PROBLEM:
Reproduce exactly the lines that run from the start of the records below to the line with "self.parallel = true;", inclusive.

EXERCISE INPUT:

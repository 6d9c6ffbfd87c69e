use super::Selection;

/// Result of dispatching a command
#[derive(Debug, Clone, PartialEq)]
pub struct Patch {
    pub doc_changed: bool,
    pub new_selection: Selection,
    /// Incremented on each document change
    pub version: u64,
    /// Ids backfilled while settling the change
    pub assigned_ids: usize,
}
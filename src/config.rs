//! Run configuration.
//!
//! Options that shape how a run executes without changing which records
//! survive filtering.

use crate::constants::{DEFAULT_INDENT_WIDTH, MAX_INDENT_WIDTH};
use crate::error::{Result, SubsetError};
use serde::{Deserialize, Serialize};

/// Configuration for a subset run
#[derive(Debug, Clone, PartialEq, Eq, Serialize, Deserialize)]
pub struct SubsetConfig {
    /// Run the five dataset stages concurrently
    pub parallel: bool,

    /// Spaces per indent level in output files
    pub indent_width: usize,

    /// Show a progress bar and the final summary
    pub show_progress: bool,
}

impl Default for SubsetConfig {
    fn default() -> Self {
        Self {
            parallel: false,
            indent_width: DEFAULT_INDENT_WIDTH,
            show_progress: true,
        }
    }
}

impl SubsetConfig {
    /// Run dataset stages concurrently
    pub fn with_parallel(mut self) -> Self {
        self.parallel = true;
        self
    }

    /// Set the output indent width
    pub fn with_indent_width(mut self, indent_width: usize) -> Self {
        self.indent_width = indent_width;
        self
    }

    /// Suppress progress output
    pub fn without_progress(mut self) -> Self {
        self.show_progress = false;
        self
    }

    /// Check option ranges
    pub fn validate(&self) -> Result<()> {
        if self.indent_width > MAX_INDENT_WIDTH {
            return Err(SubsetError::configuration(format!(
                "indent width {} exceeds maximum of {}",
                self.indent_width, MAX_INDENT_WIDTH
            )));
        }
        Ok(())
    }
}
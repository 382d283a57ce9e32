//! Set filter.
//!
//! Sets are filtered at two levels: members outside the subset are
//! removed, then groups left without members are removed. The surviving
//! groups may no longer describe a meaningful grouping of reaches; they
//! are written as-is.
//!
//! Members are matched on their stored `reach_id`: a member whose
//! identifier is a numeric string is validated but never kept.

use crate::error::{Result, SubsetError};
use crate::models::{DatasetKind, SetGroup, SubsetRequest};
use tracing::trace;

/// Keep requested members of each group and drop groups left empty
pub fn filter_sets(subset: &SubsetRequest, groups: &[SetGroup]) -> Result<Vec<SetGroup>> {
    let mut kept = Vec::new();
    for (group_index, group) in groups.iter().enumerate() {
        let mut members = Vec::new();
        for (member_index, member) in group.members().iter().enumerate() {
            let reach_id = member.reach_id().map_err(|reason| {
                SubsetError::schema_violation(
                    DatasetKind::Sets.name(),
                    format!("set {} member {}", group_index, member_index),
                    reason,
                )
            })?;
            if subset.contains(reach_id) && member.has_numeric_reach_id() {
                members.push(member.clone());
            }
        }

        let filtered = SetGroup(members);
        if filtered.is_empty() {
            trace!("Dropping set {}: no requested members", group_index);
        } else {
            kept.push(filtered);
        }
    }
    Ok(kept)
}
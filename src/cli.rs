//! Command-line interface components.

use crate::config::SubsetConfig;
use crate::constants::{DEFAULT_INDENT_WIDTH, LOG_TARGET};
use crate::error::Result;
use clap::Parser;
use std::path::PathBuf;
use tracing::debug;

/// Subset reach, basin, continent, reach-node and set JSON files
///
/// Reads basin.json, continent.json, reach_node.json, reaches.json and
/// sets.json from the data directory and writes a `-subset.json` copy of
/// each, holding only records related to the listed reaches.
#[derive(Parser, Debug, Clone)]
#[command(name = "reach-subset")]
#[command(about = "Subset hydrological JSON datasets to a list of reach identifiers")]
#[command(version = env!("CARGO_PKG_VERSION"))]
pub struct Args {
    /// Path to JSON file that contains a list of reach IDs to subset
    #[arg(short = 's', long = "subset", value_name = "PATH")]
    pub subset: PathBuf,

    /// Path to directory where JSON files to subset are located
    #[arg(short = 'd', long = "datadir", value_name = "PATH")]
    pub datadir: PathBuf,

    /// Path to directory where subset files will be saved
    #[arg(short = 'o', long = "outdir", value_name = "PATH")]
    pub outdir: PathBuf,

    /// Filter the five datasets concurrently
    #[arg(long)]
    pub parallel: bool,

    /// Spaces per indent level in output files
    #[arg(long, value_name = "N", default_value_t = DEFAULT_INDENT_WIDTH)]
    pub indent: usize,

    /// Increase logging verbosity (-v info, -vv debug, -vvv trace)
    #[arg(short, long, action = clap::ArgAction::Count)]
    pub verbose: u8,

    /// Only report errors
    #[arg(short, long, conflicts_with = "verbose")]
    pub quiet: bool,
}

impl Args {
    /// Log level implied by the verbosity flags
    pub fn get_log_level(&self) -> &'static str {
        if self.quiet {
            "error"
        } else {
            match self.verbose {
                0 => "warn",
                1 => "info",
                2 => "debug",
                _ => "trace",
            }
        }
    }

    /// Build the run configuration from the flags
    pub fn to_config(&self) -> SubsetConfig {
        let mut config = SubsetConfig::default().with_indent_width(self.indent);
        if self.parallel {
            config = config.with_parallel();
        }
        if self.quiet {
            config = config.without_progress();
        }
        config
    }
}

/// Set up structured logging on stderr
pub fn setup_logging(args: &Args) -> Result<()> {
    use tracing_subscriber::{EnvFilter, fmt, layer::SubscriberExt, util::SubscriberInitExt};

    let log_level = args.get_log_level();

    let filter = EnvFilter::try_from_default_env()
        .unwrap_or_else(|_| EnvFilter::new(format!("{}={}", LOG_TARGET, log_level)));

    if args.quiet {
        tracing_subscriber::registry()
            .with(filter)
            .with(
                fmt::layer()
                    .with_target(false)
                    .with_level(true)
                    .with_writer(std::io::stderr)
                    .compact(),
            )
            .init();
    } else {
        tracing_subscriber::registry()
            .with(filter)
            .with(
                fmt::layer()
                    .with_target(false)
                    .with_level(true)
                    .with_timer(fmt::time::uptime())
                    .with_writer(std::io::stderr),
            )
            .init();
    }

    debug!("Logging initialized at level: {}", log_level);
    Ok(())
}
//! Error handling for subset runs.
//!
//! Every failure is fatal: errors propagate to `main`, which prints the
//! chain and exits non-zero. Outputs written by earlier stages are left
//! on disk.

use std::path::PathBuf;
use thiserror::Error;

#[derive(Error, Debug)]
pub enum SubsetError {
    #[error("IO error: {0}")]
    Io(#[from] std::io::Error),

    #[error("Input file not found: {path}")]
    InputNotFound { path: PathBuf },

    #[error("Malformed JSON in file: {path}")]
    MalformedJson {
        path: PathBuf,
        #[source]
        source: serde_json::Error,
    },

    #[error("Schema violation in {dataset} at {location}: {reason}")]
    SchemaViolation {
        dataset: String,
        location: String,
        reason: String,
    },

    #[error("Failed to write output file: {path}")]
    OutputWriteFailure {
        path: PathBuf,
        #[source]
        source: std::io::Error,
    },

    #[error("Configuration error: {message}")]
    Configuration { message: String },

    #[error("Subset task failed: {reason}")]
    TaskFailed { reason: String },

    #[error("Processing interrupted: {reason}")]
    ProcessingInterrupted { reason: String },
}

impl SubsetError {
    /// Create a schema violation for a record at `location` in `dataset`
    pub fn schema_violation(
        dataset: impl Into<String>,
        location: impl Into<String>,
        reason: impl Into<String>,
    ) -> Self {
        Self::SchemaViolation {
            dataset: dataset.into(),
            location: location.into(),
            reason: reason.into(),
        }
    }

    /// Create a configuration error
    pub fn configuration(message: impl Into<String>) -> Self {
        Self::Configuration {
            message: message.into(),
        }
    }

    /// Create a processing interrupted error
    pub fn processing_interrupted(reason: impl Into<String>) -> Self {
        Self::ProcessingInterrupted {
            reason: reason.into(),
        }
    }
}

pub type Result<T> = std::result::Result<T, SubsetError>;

EXPECTED ANSWER:
repository 6d9c6ffbfd87c69e
use super::Selection;

/// Result of dispatching a command
#[derive(Debug, Clone, PartialEq)]
pub struct Patch {
    pub doc_changed: bool,
    pub new_selection: Selection,
    /// Incremented on each document change
    pub version: u64,
    /// Ids backfilled while settling the change
    pub assigned_ids: usize,
}
filename src/config.rs
//! Run configuration.
//!
//! Options that shape how a run executes without changing which records
//! survive filtering.

use crate::constants::{DEFAULT_INDENT_WIDTH, MAX_INDENT_WIDTH};
use crate::error::{Result, SubsetError};
use serde::{Deserialize, Serialize};

/// Configuration for a subset run
#[derive(Debug, Clone, PartialEq, Eq, Serialize, Deserialize)]
pub struct SubsetConfig {
    /// Run the five dataset stages concurrently
    pub parallel: bool,

    /// Spaces per indent level in output files
    pub indent_width: usize,

    /// Show a progress bar and the final summary
    pub show_progress: bool,
}

impl Default for SubsetConfig {
    fn default() -> Self {
        Self {
            parallel: false,
            indent_width: DEFAULT_INDENT_WIDTH,
            show_progress: true,
        }
    }
}

impl SubsetConfig {
    /// Run dataset stages concurrently
    pub fn with_parallel(mut self) -> Self {
        self.parallel = true;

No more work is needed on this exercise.